Tomb of Tự Đức (Lăng Tự Đức), officially Khiêm Mausoleum (Khiêm Lăng, 謙陵), is located in Huế, Vietnam. It is built for the Nguyễn Emperor Tự Đức and took three years to build, from 1864 to 1867. It is divided into a Temple Area and a Tomb Area.

== History ==
Emperor Tu Duc enjoyed the longest reign of any monarch of the Nguyễn dynasty, ruling from 1848 to 1883. Although he had 104 wives and concubines, he was unable to father a son (possibly he became sterile after contracting smallpox). Thus, it fell to him to write his own epitaph on the deeds of his reign. He felt this was a bad omen, but the epitaph can still be found inscribed on the stele in the pavilion just to the east of the Emperor's tomb. This stele is the largest of its type in Vietnam, and had to be brought here from a quarry over 500 km away – a trip that took four years.

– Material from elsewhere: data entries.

use crate::engine::{AnalysisApi, AnalysisClient};
use crate::model::{ControllerConfig, JobStatus, SubmissionState};
use crate::orchestrator::{self, SubmissionController};
use anyhow::{Context, Result};
use clap::Parser;
use std::io::{IsTerminal, Read, Write};
use std::sync::Arc;
use std::time::Duration;
use tokio::sync::mpsc;
use tracing::debug;

/// Output line routing for stdout/stderr writer.
enum OutputLine {
    Stdout(String),
    Stderr(String),
}

/// Spawn a blocking writer for stdout/stderr to avoid blocking async tasks.
fn spawn_output_writer() -> (
    mpsc::UnboundedSender<OutputLine>,
    tokio::task::JoinHandle<()>,
) {
    let (tx, mut rx) = mpsc::unbounded_channel::<OutputLine>();
    let handle = tokio::task::spawn_blocking(move || {
        let stdout = std::io::stdout();
        let stderr = std::io::stderr();
        let mut out = std::io::LineWriter::new(stdout.lock());
        let mut err = std::io::LineWriter::new(stderr.lock());

        while let Some(line) = rx.blocking_recv() {
            match line {
                OutputLine::Stdout(msg) => {
                    let _ = writeln!(out, "{}", msg);
                }
                OutputLine::Stderr(msg) => {
                    let _ = writeln!(err, "{}", msg);
                }
            }
        }

        let _ = out.flush();
        let _ = err.flush();
    });
    (tx, handle)
}

#[derive(Debug, Parser, Clone)]
#[command(
    name = "analyticore-cli",
    version,
    about = "Submit text for sentiment and keyword analysis and follow the job until it finishes"
)]
pub struct Cli {
    /// Text to analyze ("-" reads it from stdin)
    pub input: Option<String>,

    /// Base URL of the analysis service
    #[arg(long, env = "API_BASE_URL", default_value = "http://localhost:8000")]
    pub base_url: String,

    /// Print a JSON report and exit (no TUI)
    #[arg(long)]
    pub json: bool,

    /// Print status lines and a text summary and exit (no TUI)
    #[arg(long)]
    pub text: bool,

    /// Run silently: suppress all output except errors (for scripting)
    #[arg(long)]
    pub silent: bool,

    /// Interval between job status checks
    #[arg(long, default_value = "3s")]
    pub poll_interval: humantime::Duration,

    /// Timeout for each HTTP request (no timeout by default)
    #[arg(long)]
    pub request_timeout: Option<humantime::Duration>,

    /// Export the final report as JSON
    #[arg(long)]
    pub export_json: Option<std::path::PathBuf>,

    /// Log request and state details to stderr (non-TUI modes)
    #[arg(short, long)]
    pub verbose: bool,
}

impl Cli {
    pub fn is_non_tui(&self) -> bool {
        self.silent || self.json || self.text || cfg!(not(feature = "tui"))
    }
}

pub async fn run(args: Cli) -> Result<()> {
    // Validate that --silent can only be used with --json
    if args.silent && !args.json {
        return Err(anyhow::anyhow!(
            "--silent can only be used with --json. Use --silent --json together."
        ));
    }
    if Duration::from(args.poll_interval).is_zero() {
        return Err(anyhow::anyhow!("--poll-interval must be greater than zero"));
    }

    if !args.json && !args.text {
        #[cfg(feature = "tui")]
        {
            return crate::tui::run(args).await;
        }
    }

    let text = read_input_text(args.input.as_deref())?;
    if args.json {
        return run_json(args, text).await;
    }

    run_text(args, text).await
}

/// Build a `ControllerConfig` from CLI arguments.
pub fn build_config(args: &Cli) -> ControllerConfig {
    ControllerConfig {
        base_url: args.base_url.clone(),
        poll_interval: Duration::from(args.poll_interval),
        request_timeout: args.request_timeout.map(Duration::from),
        ..Default::default()
    }
}

/// Build the reqwest-backed service client for this run.
pub fn build_api(cfg: &ControllerConfig) -> Result<Arc<dyn AnalysisApi>> {
    let client = AnalysisClient::new(cfg).context("failed to create analysis service client")?;
    debug!(base_url = %client.base_url(), "analysis client ready");
    Ok(Arc::new(client))
}

/// Resolve the text to analyze from the positional argument or stdin.
fn read_input_text(arg: Option<&str>) -> Result<String> {
    let text = match arg {
        Some(t) if t != "-" => t.to_string(),
        _ => {
            let mut stdin = std::io::stdin();
            if arg.is_none() && stdin.is_terminal() {
                return Err(anyhow::anyhow!(
                    "no text to analyze: pass it as an argument or pipe it on stdin"
                ));
            }
            let mut buf = String::new();
            stdin
                .read_to_string(&mut buf)
                .context("failed to read text from stdin")?;
            buf.trim_end_matches(['\r', '\n']).to_string()
        }
    };
    validate_text(text)
}

/// Submissions require non-empty text.
pub(crate) fn validate_text(text: String) -> Result<String> {
    if text.trim().is_empty() {
        return Err(anyhow::anyhow!("text to analyze must not be empty"));
    }
    Ok(text)
}

/// Drive a submitted controller until it settles, stopping early on Ctrl-C.
async fn drive_until_settled<F>(
    controller: &mut SubmissionController,
    on_change: F,
) -> Result<SubmissionState>
where
    F: FnMut(&SubmissionState),
{
    let settled = tokio::select! {
        state = controller.run_until_settled(on_change) => Some(state.clone()),
        _ = tokio::signal::ctrl_c() => None,
    };
    match settled {
        Some(state) => Ok(state),
        None => {
            controller.dispose();
            Err(anyhow::anyhow!("interrupted before the job finished"))
        }
    }
}

/// Turn the final state into the process result.
fn finish(state: &SubmissionState) -> Result<()> {
    if state.status == JobStatus::Error {
        let msg = state
            .error_message()
            .unwrap_or_else(|| "analysis failed".to_string());
        return Err(anyhow::anyhow!(msg));
    }
    Ok(())
}

async fn run_json(args: Cli, text: String) -> Result<()> {
    let cfg = build_config(&args);
    let api = build_api(&cfg)?;
    let (out_tx, out_handle) = if args.silent {
        (None, None)
    } else {
        let (tx, handle) = spawn_output_writer();
        (Some(tx), Some(handle))
    };

    let mut controller = SubmissionController::new(api, &cfg);
    let submitted_at = orchestrator::now_utc();
    controller.submit(text);
    let state = drive_until_settled(&mut controller, |_| {}).await?;

    let processed = orchestrator::process_run_completion(&args, &cfg, submitted_at, &state);
    if args.silent {
        // Export failures still matter when nothing else is printed.
        if let Some(msg) = processed
            .export_messages
            .iter()
            .find(|m| m.starts_with("Export JSON failed"))
        {
            return Err(anyhow::anyhow!(msg.clone()));
        }
    }

    if let Some(tx) = out_tx.as_ref() {
        let out = serde_json::to_string_pretty(&processed.report)?;
        let _ = tx.send(OutputLine::Stdout(out));
        for msg in &processed.export_messages {
            let _ = tx.send(OutputLine::Stderr(msg.clone()));
        }
    }

    if let Some(tx) = out_tx {
        drop(tx);
    }
    if let Some(handle) = out_handle {
        let _ = handle.await;
    }

    finish(&state)
}

async fn run_text(args: Cli, text: String) -> Result<()> {
    let cfg = build_config(&args);
    let api = build_api(&cfg)?;
    let (out_tx, out_handle) = spawn_output_writer();

    let mut controller = SubmissionController::new(api, &cfg);
    let submitted_at = orchestrator::now_utc();
    let _ = out_tx.send(OutputLine::Stderr(format!(
        "Submitting {} characters to {}",
        text.chars().count(),
        cfg.base_url
    )));
    controller.submit(text);
    let _ = out_tx.send(OutputLine::Stderr(crate::text_summary::progress_line(
        controller.state(),
    )));

    // Only print when the status or job id actually changes.
    let mut last = (JobStatus::Pending, None::<String>);
    let state = drive_until_settled(&mut controller, |s| {
        let key = (s.status, s.job_id.clone());
        if key != last {
            let _ = out_tx.send(OutputLine::Stderr(crate::text_summary::progress_line(s)));
            last = key;
        }
    })
    .await?;

    let processed = orchestrator::process_run_completion(&args, &cfg, submitted_at, &state);
    for line in crate::text_summary::build_text_summary(&state).lines {
        let _ = out_tx.send(OutputLine::Stdout(line));
    }
    for msg in processed.export_messages {
        let _ = out_tx.send(OutputLine::Stderr(msg));
    }
    drop(out_tx);
    let _ = out_handle.await;

    finish(&state)
}
use crate::model::RunReport;
use anyhow::{Context, Result};
use std::path::Path;

/// Write a report as pretty-printed JSON, creating parent directories as needed.
pub fn export_json(path: &Path, report: &RunReport) -> Result<()> {
    if let Some(parent) = path.parent().filter(|p| !p.as_os_str().is_empty()) {
        std::fs::create_dir_all(parent)
            .with_context(|| format!("create directory {}", parent.display()))?;
    }
    let body = serde_json::to_string_pretty(report).context("serialize report")?;
    std::fs::write(path, body).with_context(|| format!("write {}", path.display()))?;
    Ok(())
}

#[cfg(test)]
mod tests {
    use super::*;
    use crate::model::{JobFailure, JobStatus, SubmissionState};
    use std::time::Duration;

    #[test]
    fn writes_report_into_new_directory() {
        let dir = std::env::temp_dir().join(format!("analyticore-export-{}", std::process::id()));
        let path = dir.join("nested").join("report.json");
        let report = RunReport {
            base_url: "http://localhost:8000".into(),
            poll_interval: Duration::from_secs(3),
            submitted_at_utc: "a".into(),
            finished_at_utc: "b".into(),
            state: SubmissionState {
                text: "x".into(),
                status: JobStatus::Error,
                error: Some(JobFailure::Submission {
                    reason: "HTTP 500: boom".into(),
                }),
                ..Default::default()
            },
        };

        export_json(&path, &report).unwrap();
        let v: serde_json::Value =
            serde_json::from_str(&std::fs::read_to_string(&path).unwrap()).unwrap();
        assert_eq!(
            v["state"]["error"],
            "Failed to submit the request: HTTP 500: boom"
        );
        std::fs::remove_dir_all(&dir).ok();
    }
}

Tu Duc began planning his tomb long before his death in 1883. The major portions of the tomb complex were completed from 1864 to 1867, along with future temple buildings that served as a palatial retreat for Tu Duc and his many wives during his lifetime. Construction of the tomb demanded so much corvee labor and extra taxation that there was an abortive coup against Tu Duc in 1866. This was put down, and for the remainder of his life, Tu Duc continued to use the tomb's palace buildings as his place of residence.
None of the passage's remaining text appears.